We have browser-based software running in IIS NT4. The branches access our application using IE 5.5 and above. Our clients wish to allow their branches to connect to the central server over normal public switched telephone network (PSTN) connections thru modems on the serial ports. What kind of security measures do you suggest for securing this mode of application/data access? Can encryption be incorporated? What needs to be done for the same? As of now, the client does not want to allow access over the Web and the IIS server is also not on the Web. Do we necessarily need to go in for server certificates for this scenario to implement SSL (Secure Sockets Layer)? Can encryption be handled in SSL without needing client authentication?
Whoa, sounds like you've got to explore quite a number of things. First, you can implement encryption with the Windows dial-up RAS clients and a Windows Server RAS service. You must be careful with the clients -- not every remote access authentication protocol can be used if you want encryption. You might want to consider, however, the added protection of a VPN. A Windows NT 4.0 server with RAS service installed can be configured to provide a Point-to-Point Tunneling Protocol (PPTP) VPN and Windows clients have this option built in.
Remember, in either of these two cases, when encryption is configured, data will be encrypted as it passes from the client to the RAS server. Data that travels from the RAS server to resources on the internal network will not be encrypted. If you opt to provide the additional protection of SSL for connections between the client and the Web server, you will only need a certificate for the server. If all you want to accomplish is server authentication (the clients know they are communicating with the correct server) and server-to-client encryption, you can add client certificates (to authenticate clients to the Web server) and this would add protection.

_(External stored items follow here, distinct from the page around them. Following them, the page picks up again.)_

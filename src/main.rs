use clap::Parser;
use serde::Deserialize;
use std::net::SocketAddr;
use std::path::PathBuf;
use std::sync::Arc;
use std::time::Duration;
use tracing_subscriber::EnvFilter;

use qrspool::api::{display_router, printer_router, serve, ApiState};
use qrspool::config::{SpoolConfig, WatcherConfig};
use qrspool::display::{run_display_session, LogSurface};
use qrspool::encode::QrPngEncoder;
use qrspool::shutdown::install_shutdown_handler;
use qrspool::spool::PrintSpooler;
use qrspool::watcher::run_watcher;

#[derive(Parser, Debug)]
#[command(name = "qrspool")]
#[command(version)]
#[command(about = "Turns dropped text into QR print jobs and shows the latest one on a shared display")]
#[command(propagate_version = true)]
struct Args {
    #[command(subcommand)]
    command: Commands,
}

#[derive(clap::Subcommand, Debug)]
enum Commands {
    /// Run the spooler: submission API, display API, and folder watcher
    Serve(ServeArgs),

    /// Submit a print job to a running spooler
    Print {
        #[command(flatten)]
        client: ClientArgs,

        /// The text to print
        #[arg(required = true)]
        text: Vec<String>,
    },

    /// Show the latest job known to a running spooler
    Latest {
        #[command(flatten)]
        client: ClientArgs,
    },
}

#[derive(Parser, Debug)]
struct ServeArgs {
    /// Root directory for durable state (counter and blobs)
    #[arg(long, default_value = ".")]
    data_dir: PathBuf,

    /// Listen address for the submission API
    #[arg(long, default_value = "0.0.0.0:5000")]
    printer_addr: SocketAddr,

    /// Listen address for the display API
    #[arg(long, default_value = "0.0.0.0:8080")]
    display_addr: SocketAddr,

    /// Directory watched for dropped print files
    #[arg(long, default_value = "print_input")]
    input_dir: PathBuf,

    /// Directory processed print files are archived into
    #[arg(long, default_value = "print_archive")]
    archive_dir: PathBuf,

    /// Seconds each job stays on screen
    #[arg(long, default_value = "10")]
    display_secs: u64,

    /// Disable the input-folder watcher
    #[arg(long)]
    no_watcher: bool,

    /// Also run a headless display session that logs show/hide transitions
    #[arg(long)]
    log_display: bool,
}

#[derive(Parser, Debug)]
struct ClientArgs {
    /// Base URL of the submission API
    #[arg(short = 'a', long, default_value = "http://127.0.0.1:5000")]
    addr: String,
}

#[derive(Deserialize, Debug)]
struct PrintReply {
    file_number: u64,
    filename: String,
}

#[derive(Deserialize, Debug)]
struct LastQrReply {
    exists: bool,
    file_number: Option<u64>,
    filename: Option<String>,
}

#[tokio::main]
async fn main() -> Result<(), Box<dyn std::error::Error>> {
    tracing_subscriber::fmt()
        .with_env_filter(
            EnvFilter::try_from_default_env().unwrap_or_else(|_| EnvFilter::new("info")),
        )
        .init();

    let args = Args::parse();

    match args.command {
        Commands::Serve(serve_args) => {
            run_serve(serve_args).await?;
        }
        Commands::Print { client, text } => {
            handle_print(&client, text.join(" ")).await;
        }
        Commands::Latest { client } => {
            handle_latest(&client).await;
        }
    }

    Ok(())
}

async fn run_serve(args: ServeArgs) -> Result<(), Box<dyn std::error::Error>> {
    let config = SpoolConfig {
        watcher: WatcherConfig {
            input_dir: args.input_dir,
            archive_dir: args.archive_dir,
            ..Default::default()
        },
        ..SpoolConfig::new(args.data_dir)
    }
    .with_printer_addr(args.printer_addr)
    .with_display_addr(args.display_addr)
    .with_display_secs(args.display_secs);

    let spooler = Arc::new(PrintSpooler::open(
        &config,
        Arc::new(QrPngEncoder::default()),
    )?);
    let state = ApiState {
        spooler: spooler.clone(),
    };

    let shutdown = install_shutdown_handler();

    let printer = tokio::spawn(serve(
        "printer",
        config.printer_addr,
        printer_router(state.clone()),
        shutdown.clone(),
    ));
    let display = tokio::spawn(serve(
        "display",
        config.display_addr,
        display_router(state),
        shutdown.clone(),
    ));

    if !args.no_watcher {
        tokio::spawn(run_watcher(
            config.watcher.clone(),
            spooler.clone(),
            shutdown.clone(),
        ));
    }

    if args.log_display {
        tokio::spawn(run_display_session(
            spooler,
            Arc::new(LogSurface),
            Duration::from_millis(config.poll_interval_ms),
            Duration::from_secs(config.display_secs),
            shutdown.clone(),
        ));
    }

    tracing::info!(
        printer_addr = %config.printer_addr,
        display_addr = %config.display_addr,
        "qrspool running; QR codes shown for {} seconds",
        config.display_secs
    );

    printer.await?;
    display.await?;
    Ok(())
}

async fn handle_print(client: &ClientArgs, text: String) {
    let http = reqwest::Client::new();
    let result = http
        .post(format!("{}/print", client.addr))
        .json(&serde_json::json!({ "content": text }))
        .send()
        .await;

    match result {
        Ok(resp) if resp.status().is_success() => match resp.json::<PrintReply>().await {
            Ok(reply) => {
                println!("Print job accepted!");
                println!("Job number: {}", reply.file_number);
                println!("QR code:    {}", reply.filename);
            }
            Err(e) => {
                eprintln!("Error: Unexpected response from printer service: {}", e);
                std::process::exit(1);
            }
        },
        Ok(resp) => {
            let status = resp.status();
            let body = resp.text().await.unwrap_or_default();
            eprintln!("Error: Print request rejected ({}): {}", status, body);
            std::process::exit(1);
        }
        Err(e) => {
            eprintln!("Error: {}", qrspool::SpoolError::from(e));
            eprintln!("Hint: Is `qrspool serve` running at {}?", client.addr);
            std::process::exit(1);
        }
    }
}

async fn handle_latest(client: &ClientArgs) {
    let http = reqwest::Client::new();
    let result = http.get(format!("{}/last_qr", client.addr)).send().await;

    match result {
        Ok(resp) => match resp.json::<LastQrReply>().await {
            Ok(reply) if reply.exists => {
                println!("Latest job: #{}", reply.file_number.unwrap_or_default());
                println!("QR code:    {}", reply.filename.unwrap_or_default());
            }
            Ok(_) => {
                println!("No print jobs yet.");
            }
            Err(e) => {
                eprintln!("Error: Unexpected response from printer service: {}", e);
                std::process::exit(1);
            }
        },
        Err(e) => {
            eprintln!("Error: {}", qrspool::SpoolError::from(e));
            std::process::exit(1);
        }
    }
}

Someone who can obtain a valid user identity and password could connect to the RAS server on dialup, but could not authenticate to the Web server.
In either case, unless the SSL certs are issued by a known public certificate authority (CA), you will need to obtain a copy of the root CA's cert and add it to the certificate stores of the clients, or allow them to accept it from the server the first time they log on.
I can't recommend to you the best configuration for your setup, only you, with help from your client and your company, can decide the level of security that is necessary, and the proper way to implement it.